__Required action__: Only lines that contain the word "String" belong in the answer; copy them from the records below.

(Dataset entries)
....................
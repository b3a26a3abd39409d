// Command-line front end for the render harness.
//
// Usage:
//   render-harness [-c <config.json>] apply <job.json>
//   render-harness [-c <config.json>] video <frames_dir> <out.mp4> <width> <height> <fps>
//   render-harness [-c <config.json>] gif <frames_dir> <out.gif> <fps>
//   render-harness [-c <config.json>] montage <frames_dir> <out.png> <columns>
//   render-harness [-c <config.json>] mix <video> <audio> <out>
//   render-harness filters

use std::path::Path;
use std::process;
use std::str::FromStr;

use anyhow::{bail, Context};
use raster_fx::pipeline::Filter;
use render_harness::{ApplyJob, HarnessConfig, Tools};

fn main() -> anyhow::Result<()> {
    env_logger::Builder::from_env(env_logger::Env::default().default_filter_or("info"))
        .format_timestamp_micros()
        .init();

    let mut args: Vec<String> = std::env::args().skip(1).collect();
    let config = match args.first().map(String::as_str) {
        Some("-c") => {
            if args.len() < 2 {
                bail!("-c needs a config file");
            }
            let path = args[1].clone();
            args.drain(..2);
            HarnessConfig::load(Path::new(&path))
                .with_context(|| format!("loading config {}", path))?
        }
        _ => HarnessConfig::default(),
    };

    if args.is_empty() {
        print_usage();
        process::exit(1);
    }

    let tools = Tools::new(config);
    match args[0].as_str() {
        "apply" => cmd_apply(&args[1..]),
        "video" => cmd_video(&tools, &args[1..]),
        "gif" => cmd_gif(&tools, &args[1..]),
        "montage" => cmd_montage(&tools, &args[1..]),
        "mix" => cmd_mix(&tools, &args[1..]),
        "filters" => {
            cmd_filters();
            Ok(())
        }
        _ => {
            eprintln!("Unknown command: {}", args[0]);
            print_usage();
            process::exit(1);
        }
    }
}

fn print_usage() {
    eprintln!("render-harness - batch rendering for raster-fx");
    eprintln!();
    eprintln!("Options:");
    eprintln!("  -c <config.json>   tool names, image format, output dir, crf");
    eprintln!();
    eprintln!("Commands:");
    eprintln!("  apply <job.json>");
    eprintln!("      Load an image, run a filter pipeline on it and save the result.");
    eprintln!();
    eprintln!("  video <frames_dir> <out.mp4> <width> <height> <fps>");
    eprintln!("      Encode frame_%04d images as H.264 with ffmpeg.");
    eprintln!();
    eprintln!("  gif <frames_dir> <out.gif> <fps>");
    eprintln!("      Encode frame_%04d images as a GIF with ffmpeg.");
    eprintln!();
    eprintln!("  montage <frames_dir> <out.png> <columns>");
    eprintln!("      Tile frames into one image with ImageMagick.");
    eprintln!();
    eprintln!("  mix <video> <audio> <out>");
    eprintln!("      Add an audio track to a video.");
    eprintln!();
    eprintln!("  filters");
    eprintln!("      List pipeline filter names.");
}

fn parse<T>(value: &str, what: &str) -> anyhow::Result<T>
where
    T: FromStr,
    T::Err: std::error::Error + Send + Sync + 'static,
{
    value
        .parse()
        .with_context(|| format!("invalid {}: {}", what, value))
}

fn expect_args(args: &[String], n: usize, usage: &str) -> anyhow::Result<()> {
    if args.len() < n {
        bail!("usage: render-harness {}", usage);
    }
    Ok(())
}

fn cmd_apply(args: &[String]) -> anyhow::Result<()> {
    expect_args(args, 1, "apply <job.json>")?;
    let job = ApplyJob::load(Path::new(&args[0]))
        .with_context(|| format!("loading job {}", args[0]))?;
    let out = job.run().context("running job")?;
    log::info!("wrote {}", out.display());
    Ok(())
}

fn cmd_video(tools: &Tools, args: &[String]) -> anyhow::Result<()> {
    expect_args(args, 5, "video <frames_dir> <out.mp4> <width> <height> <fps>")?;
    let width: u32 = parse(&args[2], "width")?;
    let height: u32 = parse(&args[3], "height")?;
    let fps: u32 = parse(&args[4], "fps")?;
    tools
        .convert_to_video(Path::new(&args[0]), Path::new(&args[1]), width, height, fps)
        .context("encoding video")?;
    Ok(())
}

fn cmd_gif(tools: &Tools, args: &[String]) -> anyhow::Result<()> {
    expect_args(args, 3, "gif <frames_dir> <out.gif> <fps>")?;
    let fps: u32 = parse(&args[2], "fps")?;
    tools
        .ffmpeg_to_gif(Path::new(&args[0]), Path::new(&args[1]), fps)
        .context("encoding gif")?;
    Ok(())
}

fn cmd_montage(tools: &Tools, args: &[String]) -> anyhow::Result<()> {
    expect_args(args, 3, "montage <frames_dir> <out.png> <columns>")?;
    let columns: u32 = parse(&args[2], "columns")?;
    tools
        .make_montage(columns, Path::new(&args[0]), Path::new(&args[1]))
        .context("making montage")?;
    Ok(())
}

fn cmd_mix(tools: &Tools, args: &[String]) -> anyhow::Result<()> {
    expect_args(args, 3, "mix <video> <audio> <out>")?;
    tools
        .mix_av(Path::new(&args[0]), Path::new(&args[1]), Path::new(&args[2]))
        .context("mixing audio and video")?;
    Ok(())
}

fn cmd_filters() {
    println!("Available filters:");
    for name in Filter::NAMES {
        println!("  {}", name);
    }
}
....................
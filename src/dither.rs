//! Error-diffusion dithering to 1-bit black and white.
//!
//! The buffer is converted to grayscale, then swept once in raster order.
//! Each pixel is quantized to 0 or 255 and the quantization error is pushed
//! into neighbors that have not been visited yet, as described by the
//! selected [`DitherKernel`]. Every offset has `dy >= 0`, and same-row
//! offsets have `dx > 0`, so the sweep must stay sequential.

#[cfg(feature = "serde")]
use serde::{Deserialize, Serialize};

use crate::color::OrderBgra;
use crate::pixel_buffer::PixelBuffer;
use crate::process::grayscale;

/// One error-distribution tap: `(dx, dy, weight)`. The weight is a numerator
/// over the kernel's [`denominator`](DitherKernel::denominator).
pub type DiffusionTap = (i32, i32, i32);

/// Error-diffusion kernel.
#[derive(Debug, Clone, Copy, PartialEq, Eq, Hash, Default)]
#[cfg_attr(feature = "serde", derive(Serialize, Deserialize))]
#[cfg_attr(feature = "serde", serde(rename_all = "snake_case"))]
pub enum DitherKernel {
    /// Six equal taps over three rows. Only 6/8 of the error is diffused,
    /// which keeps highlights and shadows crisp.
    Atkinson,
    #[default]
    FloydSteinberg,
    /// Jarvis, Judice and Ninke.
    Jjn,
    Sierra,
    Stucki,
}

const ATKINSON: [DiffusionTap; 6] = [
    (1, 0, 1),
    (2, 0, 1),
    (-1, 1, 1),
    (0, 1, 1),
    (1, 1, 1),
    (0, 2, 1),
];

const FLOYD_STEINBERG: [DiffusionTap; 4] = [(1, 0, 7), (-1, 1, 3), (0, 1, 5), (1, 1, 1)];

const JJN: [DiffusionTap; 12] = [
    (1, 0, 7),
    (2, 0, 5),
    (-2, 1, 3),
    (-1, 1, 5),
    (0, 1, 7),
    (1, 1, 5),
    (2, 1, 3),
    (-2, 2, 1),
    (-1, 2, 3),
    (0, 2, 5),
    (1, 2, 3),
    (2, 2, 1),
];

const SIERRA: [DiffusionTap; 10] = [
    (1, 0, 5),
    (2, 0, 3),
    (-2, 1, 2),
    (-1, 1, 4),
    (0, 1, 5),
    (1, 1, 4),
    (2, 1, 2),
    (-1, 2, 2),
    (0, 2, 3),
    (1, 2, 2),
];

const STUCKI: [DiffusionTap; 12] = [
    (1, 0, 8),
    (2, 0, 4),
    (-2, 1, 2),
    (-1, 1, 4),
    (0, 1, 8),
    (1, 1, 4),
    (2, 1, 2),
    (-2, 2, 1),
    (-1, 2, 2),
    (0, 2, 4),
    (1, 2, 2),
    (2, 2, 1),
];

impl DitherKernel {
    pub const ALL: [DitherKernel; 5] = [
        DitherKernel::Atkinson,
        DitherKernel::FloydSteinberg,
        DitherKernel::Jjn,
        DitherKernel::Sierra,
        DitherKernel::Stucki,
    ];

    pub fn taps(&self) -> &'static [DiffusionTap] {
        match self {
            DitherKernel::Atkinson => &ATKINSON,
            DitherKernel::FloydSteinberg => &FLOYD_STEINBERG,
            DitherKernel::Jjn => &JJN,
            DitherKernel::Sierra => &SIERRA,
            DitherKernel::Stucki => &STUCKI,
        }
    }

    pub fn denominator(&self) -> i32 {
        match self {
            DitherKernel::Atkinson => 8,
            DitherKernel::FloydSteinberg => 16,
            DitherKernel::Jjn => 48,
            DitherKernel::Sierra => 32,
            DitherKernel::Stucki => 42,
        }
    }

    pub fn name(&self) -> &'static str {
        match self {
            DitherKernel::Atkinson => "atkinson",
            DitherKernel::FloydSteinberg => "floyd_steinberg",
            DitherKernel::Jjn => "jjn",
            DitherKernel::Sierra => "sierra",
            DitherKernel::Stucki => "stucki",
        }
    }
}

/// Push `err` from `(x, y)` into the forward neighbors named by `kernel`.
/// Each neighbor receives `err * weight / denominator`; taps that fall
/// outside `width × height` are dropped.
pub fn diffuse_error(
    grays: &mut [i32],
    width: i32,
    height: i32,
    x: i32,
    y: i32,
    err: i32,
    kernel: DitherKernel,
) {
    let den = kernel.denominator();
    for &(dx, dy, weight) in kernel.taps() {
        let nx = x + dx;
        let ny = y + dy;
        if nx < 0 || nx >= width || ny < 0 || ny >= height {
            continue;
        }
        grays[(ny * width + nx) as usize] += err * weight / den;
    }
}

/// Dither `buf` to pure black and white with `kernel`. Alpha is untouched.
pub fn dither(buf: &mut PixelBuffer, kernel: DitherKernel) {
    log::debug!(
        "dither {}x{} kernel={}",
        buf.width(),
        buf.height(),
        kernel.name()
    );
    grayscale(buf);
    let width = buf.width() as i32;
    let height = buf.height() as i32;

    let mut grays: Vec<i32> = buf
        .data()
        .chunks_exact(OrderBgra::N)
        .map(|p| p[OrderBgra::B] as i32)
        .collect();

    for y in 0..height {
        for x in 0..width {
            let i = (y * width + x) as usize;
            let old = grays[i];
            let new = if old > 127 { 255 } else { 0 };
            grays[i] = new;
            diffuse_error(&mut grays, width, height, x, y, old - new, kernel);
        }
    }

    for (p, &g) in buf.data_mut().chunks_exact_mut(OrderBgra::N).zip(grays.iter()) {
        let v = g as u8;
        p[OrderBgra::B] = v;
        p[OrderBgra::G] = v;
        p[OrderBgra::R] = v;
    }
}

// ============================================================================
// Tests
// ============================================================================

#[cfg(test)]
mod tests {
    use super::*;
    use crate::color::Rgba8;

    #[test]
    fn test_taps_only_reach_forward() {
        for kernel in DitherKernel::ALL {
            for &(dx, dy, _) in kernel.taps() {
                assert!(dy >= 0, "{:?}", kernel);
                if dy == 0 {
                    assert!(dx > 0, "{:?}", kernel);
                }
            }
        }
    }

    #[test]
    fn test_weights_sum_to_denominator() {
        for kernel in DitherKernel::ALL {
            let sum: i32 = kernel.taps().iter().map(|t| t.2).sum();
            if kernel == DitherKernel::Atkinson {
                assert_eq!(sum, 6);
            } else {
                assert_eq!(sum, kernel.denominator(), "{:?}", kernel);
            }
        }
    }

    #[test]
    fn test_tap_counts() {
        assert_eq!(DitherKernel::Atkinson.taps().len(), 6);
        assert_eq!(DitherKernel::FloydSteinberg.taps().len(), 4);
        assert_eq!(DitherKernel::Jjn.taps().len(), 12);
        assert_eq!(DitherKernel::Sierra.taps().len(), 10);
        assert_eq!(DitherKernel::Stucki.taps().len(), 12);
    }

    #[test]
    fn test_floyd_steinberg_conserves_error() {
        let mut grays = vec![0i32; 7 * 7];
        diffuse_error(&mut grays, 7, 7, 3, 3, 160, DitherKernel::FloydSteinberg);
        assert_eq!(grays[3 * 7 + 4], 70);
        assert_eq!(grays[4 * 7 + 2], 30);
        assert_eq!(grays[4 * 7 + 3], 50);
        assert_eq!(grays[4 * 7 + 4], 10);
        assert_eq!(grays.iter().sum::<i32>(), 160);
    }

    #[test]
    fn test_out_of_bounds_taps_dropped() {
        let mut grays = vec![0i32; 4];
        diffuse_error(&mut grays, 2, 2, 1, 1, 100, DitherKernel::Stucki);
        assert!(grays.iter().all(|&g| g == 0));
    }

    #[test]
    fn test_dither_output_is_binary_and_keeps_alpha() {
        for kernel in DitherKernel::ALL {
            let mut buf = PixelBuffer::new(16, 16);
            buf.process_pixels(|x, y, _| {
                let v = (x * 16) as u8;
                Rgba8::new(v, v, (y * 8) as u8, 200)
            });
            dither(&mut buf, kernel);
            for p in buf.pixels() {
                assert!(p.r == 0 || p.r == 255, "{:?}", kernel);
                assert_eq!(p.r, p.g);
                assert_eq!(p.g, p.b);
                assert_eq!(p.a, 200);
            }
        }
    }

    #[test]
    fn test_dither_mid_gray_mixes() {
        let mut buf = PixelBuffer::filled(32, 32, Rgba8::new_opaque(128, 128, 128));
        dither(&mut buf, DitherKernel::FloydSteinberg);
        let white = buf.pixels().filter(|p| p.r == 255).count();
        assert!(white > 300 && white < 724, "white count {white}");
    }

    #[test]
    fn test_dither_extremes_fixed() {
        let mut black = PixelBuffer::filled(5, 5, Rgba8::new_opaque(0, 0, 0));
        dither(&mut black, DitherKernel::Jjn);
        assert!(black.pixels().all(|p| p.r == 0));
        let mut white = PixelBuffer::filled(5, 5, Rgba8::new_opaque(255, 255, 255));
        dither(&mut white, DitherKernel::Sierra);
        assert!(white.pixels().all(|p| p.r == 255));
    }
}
....................
__Task response__:
    let mut args: Vec<String> = std::env::args().skip(1).collect();
    let config = match args.first().map(String::as_str) {
fn expect_args(args: &[String], n: usize, usage: &str) -> anyhow::Result<()> {
fn cmd_apply(args: &[String]) -> anyhow::Result<()> {
fn cmd_video(tools: &Tools, args: &[String]) -> anyhow::Result<()> {
fn cmd_gif(tools: &Tools, args: &[String]) -> anyhow::Result<()> {
fn cmd_montage(tools: &Tools, args: &[String]) -> anyhow::Result<()> {
fn cmd_mix(tools: &Tools, args: &[String]) -> anyhow::Result<()> {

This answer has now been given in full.